The European Parliament



Kristin Archick
Specialist in European Affairs

The 754-member European Parliament (EP) is a key institution of the European Union (EU), a unique political and economic partnership composed of 27 member states. The EP is the only EU institution that is directly elected. Although the EP does not formally initiate EU legislation, it plays a significant role in the EU’s legislative and budgeting processes, and works closely with the two other main EU bodies, the European Commission and the Council of the European Union (also known as the Council of Ministers).

Members of the European Parliament (MEPs) serve five-year terms. The most recent EP elections were held in June 2009. The EP currently has seven political groups, which caucus according to political ideology rather than nationality, plus a number of “non-attached” or independent members. The EP has 20 standing committees that are key actors in the adoption of EU legislation and a total of 41 delegations that maintain international parliament-to-parliament relations. The EP is led by a President, who oversees its work and represents the EP externally.

Once limited to being a consultative assembly, the EP has accumulated more power over time. Experts assert that the EU’s latest effort at institutional reform—the Lisbon Treaty, which entered into force on December 1, 2009—increases the relative power of the EP within the EU considerably. The EP now shares legislative power with the Council of Ministers in most policy areas, giving the EP the right to accept, amend, or reject the vast majority of EU laws (with some exceptions in areas such as tax matters or foreign policy). The Lisbon Treaty also gives the EP the power to decide on the allocation of the EU budget jointly with the Council, the right to approve or reject international agreements, and greater decision-making authority on trade-related issues.

Many analysts note that the EP has not been shy about exerting its new powers under the Lisbon Treaty, and in some areas, with implications for U.S. interests. In February 2010, the EP rejected the U.S.-EU SWIFT agreement allowing U.S. authorities access to European financial data to help counter terrorism; in July 2010, the EP approved a revised U.S.-EU SWIFT accord, but only after several EP demands related to strengthening data privacy protections were agreed to by the United States and the other EU institutions.

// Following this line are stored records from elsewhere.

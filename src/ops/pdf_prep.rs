//! PDF-prep: checks of imported PDFs.

use futures::{stream, StreamExt};
use std::path::PathBuf;
use std::sync::Arc;
use std::time::Duration;
use tracing::info;

use super::{states_of, Cancellation, Operation, Outcome};
use crate::endpoints::{PdfPrepEndpoint, PdfPrepOutcome};
use crate::error::Result;
use crate::process::{OperationsType, RecordState};
use crate::record::{fields, Record};
use crate::report::progress_bar;
use crate::review_manager::ReviewManager;

struct Checked {
    id: String,
    /// `(endpoint, reason)` of the first failed check.
    problem: Option<(&'static str, String)>,
}

async fn check_pdf(record: Record, endpoints: &[Arc<dyn PdfPrepEndpoint>], timeout: Duration) -> Checked {
    let Some(file) = record.get(fields::FILE).map(PathBuf::from) else {
        return Checked {
            id: record.id,
            problem: Some(("pdf_prep", "no file linked".to_string())),
        };
    };
    for endpoint in endpoints {
        let problem = match tokio::time::timeout(timeout, endpoint.prep_pdf(&record, &file)).await {
            Ok(Ok(PdfPrepOutcome::Prepared)) => continue,
            Ok(Ok(PdfPrepOutcome::NeedsManualPreparation(reason))) => reason,
            Ok(Err(e)) => e.to_string(),
            Err(_) => format!("timeout after {}s", timeout.as_secs()),
        };
        return Checked {
            id: record.id,
            problem: Some((endpoint.name(), problem)),
        };
    }
    Checked {
        id: record.id,
        problem: None,
    }
}

pub struct PdfPrep<'a> {
    operation: Operation<'a>,
}

impl<'a> PdfPrep<'a> {
    pub fn new(review_manager: &'a ReviewManager) -> Result<Self> {
        Ok(Self {
            operation: Operation::new(review_manager, OperationsType::PdfPrep)?,
        })
    }

    pub fn with_cancellation(mut self, cancellation: Cancellation) -> Self {
        self.operation = self.operation.with_cancellation(cancellation);
        self
    }

    pub async fn run(&mut self) -> Result<Outcome> {
        let rm = self.operation.review_manager();
        let settings = rm.settings();
        let package_manager = rm.package_manager();
        let mut endpoints = Vec::new();
        for endpoint_settings in &settings.pdf_prep.pdf_prep_package_endpoints {
            let endpoint = package_manager.load_pdf_prep(endpoint_settings)?;
            self.operation.add_endpoint(endpoint.name());
            endpoints.push(endpoint);
        }

        let mut records = rm.dataset().load_records()?;
        let before = states_of(&records);
        let pending: Vec<Record> = records
            .values()
            .filter(|r| r.status == RecordState::PdfImported)
            .cloned()
            .collect();
        info!("checking {} PDFs", pending.len());

        let timeout = Duration::from_secs(settings.prep.timeout_secs);
        let pb = progress_bar(pending.len() as u64);
        let cancellation = self.operation.cancellation().clone();
        let endpoints = &endpoints;
        let checked: Vec<Checked> = stream::iter(pending)
            .filter(|_| futures::future::ready(!cancellation.is_cancelled()))
            .map(|record| check_pdf(record, endpoints, timeout))
            .buffered(settings.prep.cpu.max(1))
            .inspect(|_| pb.inc(1))
            .collect()
            .await;
        pb.finish_with_message("Done!");

        let mut prepared = 0;
        for Checked { id, problem } in checked {
            let Some(record) = records.get_mut(&id) else {
                continue;
            };
            match problem {
                None => {
                    record.status = RecordState::PdfPrepared;
                    prepared += 1;
                }
                Some((endpoint, reason)) => {
                    self.operation.log_failure(endpoint, &id, reason);
                    record.status = RecordState::PdfNeedsManualPreparation;
                }
            }
        }

        let summary = format!("{prepared} PDFs prepared");
        self.operation.save_and_commit(&summary, &before, &records, &[])
    }
}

EP data privacy concerns also necessitated a new round of U.S.-EU negotiations on another anti-terrorism measure that permits the sharing of airline Passenger Name Record (PNR) data; an updated U.S.-EU PNR accord was ultimately approved by the EP in April 2012. Meanwhile, the EU and its member states are currently unable to join a new Anti-Counterfeiting Trade Agreement (ACTA)—negotiated by the United States, the EU, and several other countries to strengthen the protection of intellectual property rights— because the EP has rejected it due to civil liberty and free speech concerns.

Although supporters point to the EP’s growing institutional clout, others assert that the EP still faces several challenges of public perception. Skeptics contend that the EP lacks the legitimacy of national parliaments and that its powers remain somewhat limited. Criticism has also been directed at the costs incurred by the EP, especially given what some consider to be duplicate EP facilities in several European cities and consequent travel expenses incurred by MEPs.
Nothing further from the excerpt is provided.